INPUT MATERIAL =>
use crate::core::fetcher::{bearer_headers, Fetcher};
use crate::core::filter::{date_bounds, filter_by_date};
use crate::core::normalizer::{Normalizer, SynonymTable};
use crate::core::reader::read_csv_with_offset_detection;
use crate::core::selector::project;
use crate::domain::model::{DateRange, ProcessedTable};
use crate::domain::ports::ConfigProvider;
use crate::utils::error::{DashboardError, Result};
use crate::utils::logger::Logger;
use chrono::NaiveDate;
use serde::Serialize;

/// Result of the CSV path, ready for the chart and table displays.
#[derive(Debug, Clone, Serialize)]
pub struct UploadView {
    /// Range actually applied; the data's own span when none was requested.
    pub range: DateRange,
    pub rows_read: usize,
    pub table: ProcessedTable,
}

/// Wires the API path and the CSV path. The two never share state, so a
/// failure on one does not affect the other.
pub struct Dashboard<C: ConfigProvider> {
    config: C,
    fetcher: Fetcher,
    normalizer: Normalizer,
    logger: Logger,
}

impl<C: ConfigProvider> Dashboard<C> {
    pub fn new(config: C, logger: Logger) -> Result<Self> {
        let synonyms = SynonymTable::with_extra(&config.extra_synonyms())?;
        let fetcher = Fetcher::new(
            config.request_timeout(),
            config.retry_policy(),
            logger.clone(),
        )?;
        let normalizer = Normalizer::new(synonyms, config.match_mode());

        Ok(Self {
            config,
            fetcher,
            normalizer,
            logger,
        })
    }

    pub fn config(&self) -> &C {
        &self.config
    }

    /// Fetches the configured API endpoint with the bearer token attached.
    pub async fn load_api_data(&self) -> Result<serde_json::Value> {
        let endpoint = self.config.api_endpoint().ok_or_else(|| {
            DashboardError::MissingConfigError {
                field: "api_endpoint".to_string(),
            }
        })?;
        let headers = bearer_headers(self.config.api_token());
        self.fetcher.fetch(endpoint, &headers).await
    }

    /// Reads, normalizes, filters and projects an uploaded CSV export.
    ///
    /// A missing `start` or `end` defaults to the earliest or latest date in
    /// the file. Any failure aborts the whole upload; no partial table is
    /// returned.
    pub fn process_upload(
        &self,
        bytes: &[u8],
        start: Option<NaiveDate>,
        end: Option<NaiveDate>,
    ) -> Result<UploadView> {
        self.logger.in_scope(|| {
            tracing::debug!(bytes = bytes.len(), "Processing uploaded CSV");
            let result = self.run_csv_path(bytes, start, end);
            match &result {
                Ok(view) => tracing::info!(
                    rows_read = view.rows_read,
                    rows_shown = view.table.len(),
                    range = %view.range,
                    "✅ Upload processed"
                ),
                Err(e) => tracing::error!(
                    category = ?e.category(),
                    "An error occurred: {}",
                    e
                ),
            }
            result
        })
    }

    fn run_csv_path(
        &self,
        bytes: &[u8],
        start: Option<NaiveDate>,
        end: Option<NaiveDate>,
    ) -> Result<UploadView> {
        let raw = read_csv_with_offset_detection(bytes)?;
        let normalized = self.normalizer.normalize(&raw);

        let range = match (start, end) {
            (Some(start), Some(end)) => DateRange::new(start, end)?,
            _ => {
                let bounds = date_bounds(&normalized)?.ok_or_else(|| {
                    DashboardError::PipelineError {
                        message: "no row has a date to derive the range from".to_string(),
                    }
                })?;
                DateRange::new(start.unwrap_or(bounds.start), end.unwrap_or(bounds.end))?
            }
        };

        let filtered = filter_by_date(&normalized, range)?;
        let table = project(&filtered)?;

        Ok(UploadView {
            range,
            rows_read: raw.len(),
            table,
        })
    }
}

#[cfg(test)]
mod tests {
    use super::*;
    use crate::core::fetcher::RetryPolicy;
    use crate::core::normalizer::MatchMode;
    use httpmock::prelude::*;
    use std::collections::HashMap;
    use std::time::Duration;

    struct MockConfig {
        api_endpoint: Option<String>,
        api_token: Option<String>,
        match_mode: MatchMode,
        extra_synonyms: HashMap<String, Vec<String>>,
    }

    impl MockConfig {
        fn new(api_endpoint: Option<String>) -> Self {
            Self {
                api_endpoint,
                api_token: Some("test-token".to_string()),
                match_mode: MatchMode::Relaxed,
                extra_synonyms: HashMap::new(),
            }
        }
    }

    impl ConfigProvider for MockConfig {
        fn api_endpoint(&self) -> Option<&str> {
            self.api_endpoint.as_deref()
        }

        fn api_token(&self) -> Option<&str> {
            self.api_token.as_deref()
        }

        fn request_timeout(&self) -> Duration {
            Duration::from_secs(5)
        }

        fn retry_policy(&self) -> RetryPolicy {
            RetryPolicy {
                backoff_base: Duration::from_millis(5),
                ..RetryPolicy::default()
            }
        }

        fn match_mode(&self) -> MatchMode {
            self.match_mode
        }

        fn extra_synonyms(&self) -> HashMap<String, Vec<String>> {
            self.extra_synonyms.clone()
        }
    }

    const EXPORT: &str = "Ads Manager export\n\
                          Campaign Name,Impr.,Reach,Link Clicks,Purchases,Day\n\
                          Spring,1000,800,50,5,2024-01-01\n\
                          Summer,2000,1500,90,12,2024-01-05\n\
                          Autumn,1500,1200,70,8,2024-01-10\n";

    fn date(y: i32, m: u32, d: u32) -> NaiveDate {
        NaiveDate::from_ymd_opt(y, m, d).unwrap()
    }

    #[test]
    fn test_process_upload_with_range() {
        let dashboard = Dashboard::new(MockConfig::new(None), Logger::disabled()).unwrap();
        let view = dashboard
            .process_upload(EXPORT.as_bytes(), Some(date(2024, 1, 2)), Some(date(2024, 1, 10)))
            .unwrap();

        assert_eq!(view.rows_read, 3);
        assert_eq!(view.table.len(), 2);
        assert_eq!(
            view.table.columns(),
            ["campaign", "impression", "reach", "clicks", "conversion"]
        );
    }

    #[test]
    fn test_process_upload_defaults_to_data_span() {
        let dashboard = Dashboard::new(MockConfig::new(None), Logger::disabled()).unwrap();

        let view = dashboard.process_upload(EXPORT.as_bytes(), None, None).unwrap();

        assert_eq!(view.range.start, date(2024, 1, 1));
        assert_eq!(view.range.end, date(2024, 1, 10));
        assert_eq!(view.table.len(), 3);
    }

    #[test]
    fn test_process_upload_open_ended_range() {
        let dashboard = Dashboard::new(MockConfig::new(None), Logger::disabled()).unwrap();

        let view = dashboard
            .process_upload(EXPORT.as_bytes(), Some(date(2024, 1, 5)), None)
            .unwrap();

        assert_eq!(view.range.end, date(2024, 1, 10));
        assert_eq!(view.table.len(), 2);
    }

    #[test]
    fn test_process_upload_rejects_inverted_range() {
        let dashboard = Dashboard::new(MockConfig::new(None), Logger::disabled()).unwrap();

        let err = dashboard
            .process_upload(EXPORT.as_bytes(), Some(date(2024, 1, 9)), Some(date(2024, 1, 2)))
            .unwrap_err();
        assert!(matches!(err, DashboardError::InvalidConfigValueError { .. }));
    }

    #[test]
    fn test_exact_mode_rejects_capitalised_export() {
        let mut config = MockConfig::new(None);
        config.match_mode = MatchMode::Exact;
        let dashboard = Dashboard::new(config, Logger::disabled()).unwrap();

        let err = dashboard.process_upload(EXPORT.as_bytes(), None, None).unwrap_err();
        assert!(matches!(err, DashboardError::MissingColumnError { .. }));
    }

    #[test]
    fn test_invalid_extra_synonym_fails_construction() {
        let mut config = MockConfig::new(None);
        config
            .extra_synonyms
            .insert("budget".to_string(), vec!["Budget".to_string()]);
        assert!(Dashboard::new(config, Logger::disabled()).is_err());
    }

    #[tokio::test]
    async fn test_load_api_data_sends_bearer_token() {
        let server = MockServer::start();
        let api_mock = server.mock(|when, then| {
            when.method(GET)
                .path("/data")
                .header("Authorization", "Bearer test-token");
            then.status(200)
                .header("Content-Type", "application/json")
                .json_body(serde_json::json!({"total": 3}));
        });

        let dashboard =
            Dashboard::new(MockConfig::new(Some(server.url("/data"))), Logger::disabled())
                .unwrap();
        let data = dashboard.load_api_data().await.unwrap();

        api_mock.assert();
        assert_eq!(data["total"], 3);
    }

    #[tokio::test]
    async fn test_load_api_data_without_endpoint() {
        let dashboard = Dashboard::new(MockConfig::new(None), Logger::disabled()).unwrap();
        let err = dashboard.load_api_data().await.unwrap_err();
        assert!(matches!(err, DashboardError::MissingConfigError { .. }));
    }
}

ACTIVITY =>
Which lines in the data above hold the word "Serialize"? Return each of them.

ANSWER TO THE EXERCISE =>
use serde::Serialize;
#[derive(Debug, Clone, Serialize)]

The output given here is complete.